> [REQUIREMENT] Your answer should consist only of the lines below from the one with "and leave the" through the one with "Hash, Serialize, Deserialize)]", copied exactly.

> [ENTRIES SHOWN]
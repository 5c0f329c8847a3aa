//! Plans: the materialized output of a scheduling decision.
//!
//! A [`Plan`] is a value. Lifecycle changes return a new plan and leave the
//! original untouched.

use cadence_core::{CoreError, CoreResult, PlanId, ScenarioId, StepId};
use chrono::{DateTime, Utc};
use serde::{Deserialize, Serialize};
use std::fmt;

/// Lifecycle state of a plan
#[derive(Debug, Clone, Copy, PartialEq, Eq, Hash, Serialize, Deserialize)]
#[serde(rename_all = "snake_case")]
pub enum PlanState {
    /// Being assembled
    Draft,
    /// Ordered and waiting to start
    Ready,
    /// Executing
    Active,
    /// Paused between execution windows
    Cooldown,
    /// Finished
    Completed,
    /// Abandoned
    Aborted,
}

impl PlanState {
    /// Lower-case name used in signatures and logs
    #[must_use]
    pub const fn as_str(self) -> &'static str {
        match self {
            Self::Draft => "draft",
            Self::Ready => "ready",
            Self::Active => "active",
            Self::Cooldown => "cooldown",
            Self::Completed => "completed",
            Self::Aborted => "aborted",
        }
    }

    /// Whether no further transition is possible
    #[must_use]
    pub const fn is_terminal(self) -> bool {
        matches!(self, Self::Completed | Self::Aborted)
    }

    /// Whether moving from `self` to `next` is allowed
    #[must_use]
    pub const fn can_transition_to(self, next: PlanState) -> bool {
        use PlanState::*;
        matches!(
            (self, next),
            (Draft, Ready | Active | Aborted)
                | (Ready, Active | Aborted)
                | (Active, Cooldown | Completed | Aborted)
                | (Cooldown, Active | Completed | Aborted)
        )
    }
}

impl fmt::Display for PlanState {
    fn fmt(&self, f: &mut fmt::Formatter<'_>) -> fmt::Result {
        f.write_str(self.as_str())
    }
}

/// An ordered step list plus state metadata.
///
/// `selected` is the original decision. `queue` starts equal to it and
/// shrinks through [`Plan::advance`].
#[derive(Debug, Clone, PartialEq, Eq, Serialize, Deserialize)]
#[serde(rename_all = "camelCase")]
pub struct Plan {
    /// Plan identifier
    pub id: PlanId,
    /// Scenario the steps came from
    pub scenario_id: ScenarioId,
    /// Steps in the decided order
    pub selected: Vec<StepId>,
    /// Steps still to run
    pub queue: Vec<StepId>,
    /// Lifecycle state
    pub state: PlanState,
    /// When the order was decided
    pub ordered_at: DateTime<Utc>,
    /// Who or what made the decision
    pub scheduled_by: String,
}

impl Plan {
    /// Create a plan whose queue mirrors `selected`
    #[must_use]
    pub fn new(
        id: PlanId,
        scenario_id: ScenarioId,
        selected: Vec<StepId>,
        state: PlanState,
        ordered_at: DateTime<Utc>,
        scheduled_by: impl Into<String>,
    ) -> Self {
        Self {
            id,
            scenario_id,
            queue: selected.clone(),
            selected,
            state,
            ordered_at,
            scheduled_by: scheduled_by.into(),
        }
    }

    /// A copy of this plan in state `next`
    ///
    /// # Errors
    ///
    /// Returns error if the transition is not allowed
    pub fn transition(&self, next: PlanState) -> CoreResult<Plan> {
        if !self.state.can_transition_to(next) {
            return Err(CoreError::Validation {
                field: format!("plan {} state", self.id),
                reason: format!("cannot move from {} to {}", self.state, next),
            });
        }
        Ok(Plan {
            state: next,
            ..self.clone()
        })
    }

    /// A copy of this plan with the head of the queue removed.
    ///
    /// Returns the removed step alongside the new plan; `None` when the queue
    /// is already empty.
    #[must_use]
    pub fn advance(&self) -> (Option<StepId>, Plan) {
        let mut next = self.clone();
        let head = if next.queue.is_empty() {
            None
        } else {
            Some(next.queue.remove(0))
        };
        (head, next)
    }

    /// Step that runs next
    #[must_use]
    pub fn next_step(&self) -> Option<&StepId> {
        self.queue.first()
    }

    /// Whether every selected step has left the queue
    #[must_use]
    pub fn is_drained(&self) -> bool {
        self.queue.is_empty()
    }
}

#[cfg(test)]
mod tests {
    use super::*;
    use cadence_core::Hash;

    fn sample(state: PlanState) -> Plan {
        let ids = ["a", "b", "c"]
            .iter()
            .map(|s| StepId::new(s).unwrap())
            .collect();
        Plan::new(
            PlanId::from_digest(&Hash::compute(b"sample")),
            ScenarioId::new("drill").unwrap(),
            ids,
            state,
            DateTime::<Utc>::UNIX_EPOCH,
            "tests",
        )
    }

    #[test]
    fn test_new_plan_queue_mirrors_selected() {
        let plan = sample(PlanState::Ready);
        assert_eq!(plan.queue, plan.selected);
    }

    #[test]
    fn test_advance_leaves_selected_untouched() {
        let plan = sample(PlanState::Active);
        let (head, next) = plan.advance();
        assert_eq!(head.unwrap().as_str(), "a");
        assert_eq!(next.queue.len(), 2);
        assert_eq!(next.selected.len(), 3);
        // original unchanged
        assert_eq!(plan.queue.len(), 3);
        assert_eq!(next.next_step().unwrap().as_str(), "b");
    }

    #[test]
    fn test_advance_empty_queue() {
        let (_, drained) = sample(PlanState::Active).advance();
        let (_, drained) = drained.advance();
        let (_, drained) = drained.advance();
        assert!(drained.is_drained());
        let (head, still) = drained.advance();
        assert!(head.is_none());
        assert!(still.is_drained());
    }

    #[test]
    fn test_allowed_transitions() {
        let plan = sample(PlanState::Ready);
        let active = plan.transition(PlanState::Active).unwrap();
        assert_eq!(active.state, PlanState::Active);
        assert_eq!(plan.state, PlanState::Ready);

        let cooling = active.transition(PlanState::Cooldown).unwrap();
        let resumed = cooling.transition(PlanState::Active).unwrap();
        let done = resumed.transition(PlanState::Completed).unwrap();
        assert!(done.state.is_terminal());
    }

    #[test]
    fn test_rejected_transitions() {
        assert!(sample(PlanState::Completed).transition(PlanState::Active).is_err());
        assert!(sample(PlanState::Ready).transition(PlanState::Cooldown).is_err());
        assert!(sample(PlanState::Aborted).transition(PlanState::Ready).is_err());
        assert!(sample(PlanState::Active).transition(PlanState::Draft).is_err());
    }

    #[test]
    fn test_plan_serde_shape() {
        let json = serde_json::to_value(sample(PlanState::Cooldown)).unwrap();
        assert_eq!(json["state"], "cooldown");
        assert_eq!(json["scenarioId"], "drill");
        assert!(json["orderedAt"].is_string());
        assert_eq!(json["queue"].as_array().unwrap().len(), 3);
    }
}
--
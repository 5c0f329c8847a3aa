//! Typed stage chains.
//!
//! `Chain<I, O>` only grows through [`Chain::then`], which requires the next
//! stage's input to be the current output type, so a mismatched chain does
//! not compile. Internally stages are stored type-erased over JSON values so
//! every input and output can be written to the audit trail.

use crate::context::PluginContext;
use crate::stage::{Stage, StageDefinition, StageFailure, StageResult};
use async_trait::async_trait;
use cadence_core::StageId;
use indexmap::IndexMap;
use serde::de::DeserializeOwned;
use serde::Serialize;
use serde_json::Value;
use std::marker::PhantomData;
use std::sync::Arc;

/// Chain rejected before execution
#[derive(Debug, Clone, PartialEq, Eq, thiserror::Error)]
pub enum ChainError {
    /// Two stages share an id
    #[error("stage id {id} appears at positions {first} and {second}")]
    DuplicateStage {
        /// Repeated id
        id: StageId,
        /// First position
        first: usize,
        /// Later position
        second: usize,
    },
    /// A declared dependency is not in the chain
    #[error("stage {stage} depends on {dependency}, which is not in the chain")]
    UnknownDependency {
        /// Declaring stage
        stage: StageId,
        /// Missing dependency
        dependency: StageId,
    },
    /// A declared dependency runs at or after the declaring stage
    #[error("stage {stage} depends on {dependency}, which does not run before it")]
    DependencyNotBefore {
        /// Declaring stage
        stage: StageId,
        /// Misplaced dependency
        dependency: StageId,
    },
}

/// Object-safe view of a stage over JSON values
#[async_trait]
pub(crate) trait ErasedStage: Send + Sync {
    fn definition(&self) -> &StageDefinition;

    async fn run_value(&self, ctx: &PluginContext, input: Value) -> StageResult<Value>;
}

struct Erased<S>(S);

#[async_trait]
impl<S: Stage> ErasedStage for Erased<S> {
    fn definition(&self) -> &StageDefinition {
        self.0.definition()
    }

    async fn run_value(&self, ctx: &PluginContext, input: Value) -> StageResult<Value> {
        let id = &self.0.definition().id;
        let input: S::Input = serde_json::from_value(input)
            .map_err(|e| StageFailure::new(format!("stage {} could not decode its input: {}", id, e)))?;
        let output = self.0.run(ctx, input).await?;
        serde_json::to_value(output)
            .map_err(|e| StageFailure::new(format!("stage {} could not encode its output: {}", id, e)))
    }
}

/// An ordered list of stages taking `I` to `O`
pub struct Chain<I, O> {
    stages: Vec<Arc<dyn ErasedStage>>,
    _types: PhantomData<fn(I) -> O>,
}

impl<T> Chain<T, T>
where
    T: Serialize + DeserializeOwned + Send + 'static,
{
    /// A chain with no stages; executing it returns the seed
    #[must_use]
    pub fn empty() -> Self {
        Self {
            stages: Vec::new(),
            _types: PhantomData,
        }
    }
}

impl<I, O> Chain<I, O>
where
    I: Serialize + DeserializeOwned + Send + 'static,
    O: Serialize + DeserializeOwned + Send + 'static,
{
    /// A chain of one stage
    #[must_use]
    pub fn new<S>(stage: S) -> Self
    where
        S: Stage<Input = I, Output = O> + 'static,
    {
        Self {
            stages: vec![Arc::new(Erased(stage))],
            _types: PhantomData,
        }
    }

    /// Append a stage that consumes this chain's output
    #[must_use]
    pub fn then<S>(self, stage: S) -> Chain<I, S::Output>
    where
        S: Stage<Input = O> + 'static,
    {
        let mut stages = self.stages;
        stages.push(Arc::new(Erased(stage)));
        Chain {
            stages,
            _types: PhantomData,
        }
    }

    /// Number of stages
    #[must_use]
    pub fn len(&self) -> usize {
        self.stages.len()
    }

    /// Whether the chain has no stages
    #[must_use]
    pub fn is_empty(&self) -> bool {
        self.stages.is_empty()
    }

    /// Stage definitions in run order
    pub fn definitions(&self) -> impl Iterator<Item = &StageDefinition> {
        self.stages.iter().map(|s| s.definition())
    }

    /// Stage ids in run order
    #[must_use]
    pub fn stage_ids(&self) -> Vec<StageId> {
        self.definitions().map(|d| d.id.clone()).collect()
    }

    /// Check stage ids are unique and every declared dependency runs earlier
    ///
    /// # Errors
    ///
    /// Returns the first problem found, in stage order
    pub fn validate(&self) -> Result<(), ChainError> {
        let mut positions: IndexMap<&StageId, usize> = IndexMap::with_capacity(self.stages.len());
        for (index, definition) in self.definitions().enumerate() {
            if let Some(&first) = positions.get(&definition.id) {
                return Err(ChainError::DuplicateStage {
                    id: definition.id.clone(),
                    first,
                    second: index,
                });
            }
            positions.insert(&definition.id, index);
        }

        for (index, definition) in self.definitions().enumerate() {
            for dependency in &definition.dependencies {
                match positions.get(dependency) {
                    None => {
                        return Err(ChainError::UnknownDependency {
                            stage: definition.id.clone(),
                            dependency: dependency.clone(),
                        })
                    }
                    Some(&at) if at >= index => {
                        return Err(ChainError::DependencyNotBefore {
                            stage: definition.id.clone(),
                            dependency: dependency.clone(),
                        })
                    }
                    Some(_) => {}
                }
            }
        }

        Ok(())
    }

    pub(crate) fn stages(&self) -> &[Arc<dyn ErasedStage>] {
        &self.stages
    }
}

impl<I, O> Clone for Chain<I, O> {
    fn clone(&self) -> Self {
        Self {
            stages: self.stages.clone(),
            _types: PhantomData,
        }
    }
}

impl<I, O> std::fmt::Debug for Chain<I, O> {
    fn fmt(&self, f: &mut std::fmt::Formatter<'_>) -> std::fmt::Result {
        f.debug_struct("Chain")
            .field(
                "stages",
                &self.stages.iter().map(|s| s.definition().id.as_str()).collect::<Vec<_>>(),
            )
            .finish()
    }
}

> [ANSWER SPACE]
//! A [`Plan`] is a value. Lifecycle changes return a new plan and leave the
//! original untouched.

use cadence_core::{CoreError, CoreResult, PlanId, ScenarioId, StepId};
use chrono::{DateTime, Utc};
use serde::{Deserialize, Serialize};
use std::fmt;

/// Lifecycle state of a plan
#[derive(Debug, Clone, Copy, PartialEq, Eq, Hash, Serialize, Deserialize)]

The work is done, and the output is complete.